Can Canard step into the three-way battle Reed and the Ryan's have going, right away?
Photo: Simon Cudby
Finally, we’ve heard Tim Ferry has moved on to a testing gig with James Stewart’s team. Was this just a matter of two red heads just not being able to get along with their fiery tempers?
Well, here’s the thing. Tim Ferry told me I sucked, and I told him he sucked, so then it escalated into this big fist fight. He walked out and I told him he’s not as tough as he thought he was. I also asked him what his problem was. That was it.
(Laughs) That’s pretty good stuff. I hear he actually introduced you to your current trainer?
Yeah really it’s been an awesome process. I don’t think he ever really wanted to be a trainer and I respect that. He felt he could help me and I think last year he was one of the biggest reasons why I did turn things around at the middle of the season. But I still don’t think he ever wanted to be a trainer, he wanted to be a test rider, that’s where his passion was. He had a couple of opportunities come up, and I’m pumped for him. He gets to spend more time with his family and doesn’t have to go to the races every weekend, he gets to be down there in Florida doing this deal.

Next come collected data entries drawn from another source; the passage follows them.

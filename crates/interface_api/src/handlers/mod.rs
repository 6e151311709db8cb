//! Request handlers

pub mod crm;
pub mod health;
pub mod leads;
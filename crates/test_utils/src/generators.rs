//! Property-Based Test Generators
//!
//! Provides proptest strategies for generating random test data
//! that maintains domain invariants, plus `fake`-backed one-off values.

use fake::faker::internet::en::SafeEmail;
use fake::faker::name::en::Name;
use fake::Fake;
use proptest::prelude::*;

use domain_lead::{LeadSubmission, NewLead};

/// Strategy for display names that pass validation
pub fn name_strategy() -> impl Strategy<Value = String> {
    "[A-Z][a-z]{1,8}( [A-Z][a-z]{1,10}){0,2}"
}

/// Strategy for syntactically valid email addresses
pub fn email_strategy() -> impl Strategy<Value = String> {
    "[a-z][a-z0-9]{2,9}@[a-z]{3,8}\\.(com|io|gg|org)"
}

/// Strategy for strings that are not email addresses
pub fn invalid_email_strategy() -> impl Strategy<Value = String> {
    prop_oneof![
        "[a-z]{3,10}",
        "[a-z]{3,10}@",
        "@[a-z]{3,10}\\.com",
        "[a-z]{2,5} [a-z]{2,5}@[a-z]{3,5}\\.com",
    ]
}

/// Strategy for optional free-text fields without surrounding whitespace
pub fn optional_text_strategy() -> impl Strategy<Value = Option<String>> {
    proptest::option::of("[a-zA-Z0-9_#./:]{1,24}")
}

/// Strategy for validated lead input
pub fn new_lead_strategy() -> impl Strategy<Value = NewLead> {
    (
        name_strategy(),
        email_strategy(),
        optional_text_strategy(),
        optional_text_strategy(),
        optional_text_strategy(),
        optional_text_strategy(),
    )
        .prop_map(|(name, email, phone, twitter_url, discord_username, referred_by)| NewLead {
            name,
            email,
            phone,
            twitter_url,
            discord_username,
            referred_by,
        })
}

/// Strategy for submissions that pass validation
pub fn valid_submission_strategy() -> impl Strategy<Value = LeadSubmission> {
    new_lead_strategy().prop_map(|lead| LeadSubmission {
        name: lead.name,
        email: lead.email,
        phone: lead.phone,
        twitter_url: lead.twitter_url,
        discord_username: lead.discord_username,
        referred_by: lead.referred_by,
    })
}

/// A random but realistic submission
pub fn fake_submission() -> LeadSubmission {
    let name: String = Name().fake();
    let email: String = SafeEmail().fake();
    LeadSubmission::new(name, email)
}
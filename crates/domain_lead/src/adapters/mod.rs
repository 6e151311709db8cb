//! External CRM Adapters
//!
//! This module provides the adapter implementations that forward leads to
//! external CRM systems. Each adapter implements the `CrmAdapter` trait so
//! the intake service can treat them uniformly.
//!
//! # Available Adapters
//!
//! - **HubSpotAdapter**: HubSpot CRM v3 contacts, bearer token auth
//! - **CloseAdapter**: Close.com leads and contacts, API key basic auth
//! - **MockCrmAdapter**: scripted adapter for tests (re-exported from ports module)
//!
//! # Usage
//!
//! Build the registry once at startup from whatever credentials are present:
//!
//! ```rust,ignore
//! use domain_lead::adapters::{CrmRegistry, CrmSettings, HubSpotConfig};
//!
//! let settings = CrmSettings {
//!     hubspot: Some(HubSpotConfig::new("pat-na1-...")),
//!     close: None,
//! };
//!
//! let registry = CrmRegistry::from_settings(settings)?;
//! registry.verify_field_mappings().await?;
//! let adapters = registry.configured();
//! ```

pub mod close;
pub mod http;
pub mod hubspot;

use std::sync::Arc;

use tracing::info;

use core_kernel::PortError;

use crate::ports::{CrmAdapter, CrmProvider};

pub use close::{CloseAdapter, CloseConfig, CloseConnection};
pub use http::{normalize_error_body, CrmAuth, CrmHttpClient};
pub use hubspot::{ContactLookup, HubSpotAdapter, HubSpotConfig, HubSpotConnection};

/// Per-provider adapter configuration; `None` disables the provider
#[derive(Debug, Clone, Default)]
pub struct CrmSettings {
    pub hubspot: Option<HubSpotConfig>,
    pub close: Option<CloseConfig>,
}

/// The CRM adapters enabled for this process
#[derive(Debug, Clone, Default)]
pub struct CrmRegistry {
    hubspot: Option<Arc<HubSpotAdapter>>,
    close: Option<Arc<CloseAdapter>>,
}

impl CrmRegistry {
    /// Builds an adapter for every provider with a non-blank credential
    pub fn from_settings(settings: CrmSettings) -> Result<Self, PortError> {
        let hubspot = settings
            .hubspot
            .filter(|c| !c.access_token.trim().is_empty())
            .map(HubSpotAdapter::new)
            .transpose()?
            .map(Arc::new);
        let close = settings
            .close
            .filter(|c| !c.api_key.trim().is_empty())
            .map(CloseAdapter::new)
            .transpose()?
            .map(Arc::new);

        let registry = Self { hubspot, close };
        info!(
            hubspot = registry.is_configured(CrmProvider::HubSpot),
            close = registry.is_configured(CrmProvider::Close),
            "CRM integrations configured"
        );
        Ok(registry)
    }

    /// A registry with no CRM enabled
    pub fn empty() -> Self {
        Self::default()
    }

    pub fn hubspot(&self) -> Option<&Arc<HubSpotAdapter>> {
        self.hubspot.as_ref()
    }

    pub fn close(&self) -> Option<&Arc<CloseAdapter>> {
        self.close.as_ref()
    }

    pub fn is_configured(&self, provider: CrmProvider) -> bool {
        match provider {
            CrmProvider::HubSpot => self.hubspot.is_some(),
            CrmProvider::Close => self.close.is_some(),
        }
    }

    /// The adapter for a provider, if enabled
    pub fn adapter(&self, provider: CrmProvider) -> Option<Arc<dyn CrmAdapter>> {
        match provider {
            CrmProvider::HubSpot => self.hubspot.clone().map(|a| a as Arc<dyn CrmAdapter>),
            CrmProvider::Close => self.close.clone().map(|a| a as Arc<dyn CrmAdapter>),
        }
    }

    /// Enabled adapters in fan-out order
    pub fn configured(&self) -> Vec<Arc<dyn CrmAdapter>> {
        CrmProvider::ALL
            .into_iter()
            .filter_map(|provider| self.adapter(provider))
            .collect()
    }

    /// Verifies every enabled adapter's field mapping, stopping at the first failure
    pub async fn verify_field_mappings(&self) -> Result<(), PortError> {
        for adapter in self.configured() {
            adapter.verify_field_mapping().await?;
            info!(provider = adapter.provider().key(), "Field mapping verified");
        }
        Ok(())
    }
}

#[cfg(test)]
mod tests {
    use super::*;

    #[test]
    fn test_blank_credentials_disable_provider() {
        let registry = CrmRegistry::from_settings(CrmSettings {
            hubspot: Some(HubSpotConfig::new("   ")),
            close: Some(CloseConfig::new("api_key")),
        })
        .unwrap();

        assert!(!registry.is_configured(CrmProvider::HubSpot));
        assert!(registry.is_configured(CrmProvider::Close));
        assert_eq!(registry.configured().len(), 1);
    }

    #[test]
    fn test_configured_follows_provider_order() {
        let registry = CrmRegistry::from_settings(CrmSettings {
            hubspot: Some(HubSpotConfig::new("pat")),
            close: Some(CloseConfig::new("api_key")),
        })
        .unwrap();

        let order: Vec<_> = registry.configured().iter().map(|a| a.provider()).collect();
        assert_eq!(order, CrmProvider::ALL.to_vec());
    }

    #[tokio::test]
    async fn test_empty_registry_verifies_trivially() {
        let registry = CrmRegistry::empty();
        assert!(registry.configured().is_empty());
        assert!(registry.verify_field_mappings().await.is_ok());
    }
}
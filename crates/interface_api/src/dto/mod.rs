//! Request/response data transfer objects

pub mod crm;
pub mod lead;
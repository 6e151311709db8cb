//! API configuration
//!
//! Two groups of settings, both read from the environment through `config`:
//!
//! - [`ApiConfig`]: server settings under the `API_` prefix
//! - [`CrmConfig`]: CRM credentials and tuning, unprefixed (`HUBSPOT_API_KEY`,
//!   `CLOSE_API_KEY`, `CRM_TIMEOUT_SECS`, ...)
//!
//! A missing or blank API key disables that CRM.

use std::path::Path;
use std::time::Duration;

use config::{Config, ConfigError, Environment, File};
use serde::Deserialize;

use domain_lead::adapters::{close, hubspot, CrmSettings};
use domain_lead::{CloseConfig, ContactLookup, FieldMapping, HubSpotConfig};

/// Log output format
#[derive(Debug, Clone, Copy, PartialEq, Eq, Default, Deserialize)]
#[serde(rename_all = "lowercase")]
pub enum LogFormat {
    #[default]
    Pretty,
    Json,
}

/// API configuration
#[derive(Debug, Clone, Deserialize)]
#[serde(default)]
pub struct ApiConfig {
    /// Server host
    pub host: String,
    /// Server port
    pub port: u16,
    /// Log level, used when `RUST_LOG` is unset
    pub log_level: String,
    pub log_format: LogFormat,
    /// Routes `POST /api/{hubspot,close}/test`, which write to the live CRM
    pub enable_crm_test_endpoints: bool,
    /// TOML or JSON field mapping file; the built-in mapping is used when unset
    pub field_mapping_path: Option<String>,
    /// Check the field mapping against each CRM's schema at startup
    pub validate_field_mapping: bool,
}

impl Default for ApiConfig {
    fn default() -> Self {
        Self {
            host: "0.0.0.0".to_string(),
            port: 8080,
            log_level: "info".to_string(),
            log_format: LogFormat::Pretty,
            enable_crm_test_endpoints: false,
            field_mapping_path: None,
            validate_field_mapping: true,
        }
    }
}

impl ApiConfig {
    /// Loads configuration from environment
    pub fn from_env() -> Result<Self, ConfigError> {
        Self::from_environment(Environment::with_prefix("API"))
    }

    fn from_environment(environment: Environment) -> Result<Self, ConfigError> {
        Config::builder()
            .add_source(environment.try_parsing(true))
            .build()?
            .try_deserialize()
    }

    /// Returns the server address
    pub fn server_addr(&self) -> String {
        format!("{}:{}", self.host, self.port)
    }

    /// Loads the field mapping file, or the built-in mapping when none is set
    ///
    /// # Errors
    ///
    /// Fails if the file cannot be read or parsed, or declares an unsupported
    /// version.
    pub fn load_field_mapping(&self) -> Result<FieldMapping, ConfigError> {
        let Some(path) = self.field_mapping_path.as_deref() else {
            return Ok(FieldMapping::default());
        };

        let mapping: FieldMapping = Config::builder()
            .add_source(File::from(Path::new(path)))
            .build()?
            .try_deserialize()?;
        mapping
            .check_version()
            .map_err(|e| ConfigError::Message(format!("{}: {}", path, e)))?;
        Ok(mapping)
    }
}

/// CRM credentials and client tuning
#[derive(Debug, Clone, Deserialize)]
#[serde(default)]
pub struct CrmConfig {
    pub hubspot_api_key: Option<String>,
    pub hubspot_base_url: Option<String>,
    pub hubspot_lookup: ContactLookup,
    pub hubspot_lookup_page_size: u32,
    pub close_api_key: Option<String>,
    pub close_base_url: Option<String>,
    pub close_app_url: Option<String>,
    /// Per HTTP request
    pub crm_timeout_secs: u64,
    /// Per adapter call during a submission, across all its requests
    pub crm_adapter_timeout_secs: u64,
}

impl Default for CrmConfig {
    fn default() -> Self {
        Self {
            hubspot_api_key: None,
            hubspot_base_url: None,
            hubspot_lookup: ContactLookup::PageScan,
            hubspot_lookup_page_size: hubspot::DEFAULT_LOOKUP_PAGE_SIZE,
            close_api_key: None,
            close_base_url: None,
            close_app_url: None,
            crm_timeout_secs: hubspot::DEFAULT_TIMEOUT.as_secs(),
            crm_adapter_timeout_secs: domain_lead::DEFAULT_ADAPTER_TIMEOUT.as_secs(),
        }
    }
}

impl CrmConfig {
    /// Loads CRM settings from unprefixed environment variables
    pub fn from_env() -> Result<Self, ConfigError> {
        Self::from_environment(Environment::default())
    }

    fn from_environment(environment: Environment) -> Result<Self, ConfigError> {
        Config::builder()
            .add_source(environment.try_parsing(true))
            .build()?
            .try_deserialize()
    }

    pub fn adapter_timeout(&self) -> Duration {
        Duration::from_secs(self.crm_adapter_timeout_secs)
    }

    /// Adapter settings for every CRM with a non-blank key
    pub fn settings(&self, mapping: &FieldMapping) -> CrmSettings {
        let timeout = Duration::from_secs(self.crm_timeout_secs);

        let hubspot = non_blank(&self.hubspot_api_key).map(|key| HubSpotConfig {
            access_token: key,
            base_url: self
                .hubspot_base_url
                .clone()
                .unwrap_or_else(|| hubspot::DEFAULT_BASE_URL.to_string()),
            timeout,
            lookup: self.hubspot_lookup,
            lookup_page_size: self.hubspot_lookup_page_size,
            fields: mapping.hubspot.clone(),
        });

        let close = non_blank(&self.close_api_key).map(|key| CloseConfig {
            api_key: key,
            base_url: self
                .close_base_url
                .clone()
                .unwrap_or_else(|| close::DEFAULT_BASE_URL.to_string()),
            app_url: self
                .close_app_url
                .clone()
                .unwrap_or_else(|| close::DEFAULT_APP_URL.to_string()),
            timeout,
            fields: mapping.close.clone(),
        });

        CrmSettings { hubspot, close }
    }
}

fn non_blank(value: &Option<String>) -> Option<String> {
    value
        .as_deref()
        .map(str::trim)
        .filter(|v| !v.is_empty())
        .map(str::to_string)
}

#[cfg(test)]
mod tests {
    use super::*;
    use std::collections::HashMap;

    fn env(vars: &[(&str, &str)]) -> Environment {
        let map: HashMap<String, String> = vars
            .iter()
            .map(|(k, v)| (k.to_string(), v.to_string()))
            .collect();
        Environment::default().source(Some(map))
    }

    fn api_env(vars: &[(&str, &str)]) -> Environment {
        let map: HashMap<String, String> = vars
            .iter()
            .map(|(k, v)| (k.to_string(), v.to_string()))
            .collect();
        Environment::with_prefix("API").source(Some(map))
    }

    #[test]
    fn test_api_defaults() {
        let config = ApiConfig::from_environment(api_env(&[])).unwrap();
        assert_eq!(config.server_addr(), "0.0.0.0:8080");
        assert_eq!(config.log_format, LogFormat::Pretty);
        assert!(!config.enable_crm_test_endpoints);
        assert!(config.validate_field_mapping);
    }

    #[test]
    fn test_api_overrides() {
        let config = ApiConfig::from_environment(api_env(&[
            ("API_PORT", "3000"),
            ("API_LOG_FORMAT", "json"),
            ("API_ENABLE_CRM_TEST_ENDPOINTS", "true"),
        ]))
        .unwrap();

        assert_eq!(config.port, 3000);
        assert_eq!(config.log_format, LogFormat::Json);
        assert!(config.enable_crm_test_endpoints);
    }

    #[test]
    fn test_blank_keys_disable_crms() {
        let config = CrmConfig::from_environment(env(&[
            ("HUBSPOT_API_KEY", "  "),
            ("CLOSE_API_KEY", "api_live"),
        ]))
        .unwrap();
        let settings = config.settings(&FieldMapping::default());

        assert!(settings.hubspot.is_none());
        let close = settings.close.unwrap();
        assert_eq!(close.api_key, "api_live");
        assert_eq!(close.base_url, "https://api.close.com/api/v1");
        assert_eq!(close.timeout, Duration::from_secs(10));
    }

    #[test]
    fn test_hubspot_tuning() {
        let config = CrmConfig::from_environment(env(&[
            ("HUBSPOT_API_KEY", "pat-na1-abc"),
            ("HUBSPOT_LOOKUP", "search"),
            ("HUBSPOT_LOOKUP_PAGE_SIZE", "25"),
            ("CRM_TIMEOUT_SECS", "3"),
            ("CRM_ADAPTER_TIMEOUT_SECS", "7"),
        ]))
        .unwrap();
        let hubspot = config.settings(&FieldMapping::default()).hubspot.unwrap();

        assert_eq!(hubspot.lookup, ContactLookup::Search);
        assert_eq!(hubspot.lookup_page_size, 25);
        assert_eq!(hubspot.timeout, Duration::from_secs(3));
        assert_eq!(hubspot.fields.twitter.as_deref(), Some("twitterhandle"));
        assert_eq!(config.adapter_timeout(), Duration::from_secs(7));
    }

    #[test]
    fn test_field_mapping_file() {
        let path = std::env::temp_dir().join(format!("field-mapping-{}.toml", std::process::id()));
        std::fs::write(
            &path,
            "version = 1\n\n[hubspot]\ntwitter = \"twitter_url\"\n\n[close]\ndiscord = \"cf_Discord9x\"\n",
        )
        .unwrap();

        let config = ApiConfig {
            field_mapping_path: Some(path.to_string_lossy().into_owned()),
            ..ApiConfig::default()
        };
        let mapping = config.load_field_mapping().unwrap();
        std::fs::remove_file(&path).ok();

        assert_eq!(mapping.hubspot.twitter.as_deref(), Some("twitter_url"));
        assert_eq!(mapping.hubspot.discord, None);
        assert_eq!(mapping.close.discord.as_deref(), Some("cf_Discord9x"));
    }

    #[test]
    fn test_field_mapping_rejects_other_versions() {
        let path = std::env::temp_dir().join(format!("field-mapping-v2-{}.json", std::process::id()));
        std::fs::write(&path, r#"{"version": 2}"#).unwrap();

        let config = ApiConfig {
            field_mapping_path: Some(path.to_string_lossy().into_owned()),
            ..ApiConfig::default()
        };
        let err = config.load_field_mapping().unwrap_err().to_string();
        std::fs::remove_file(&path).ok();

        assert!(err.contains("unsupported field mapping version 2"), "{}", err);
    }
}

What was cool about the whole deal is we used the same training philosophy as someone he trained with, Dean Golich of Carmichael Training Systems. So now I’m working with Dean, and it’s a lot of the same stuff I was doing already. It’s hard to find something you really believe in, and when you do you need to stick with it. I’m really happy working with Dean and I think we’ve made big improvements. I’m happy to still have Timmy as a friend, and someone I can go to if I need it.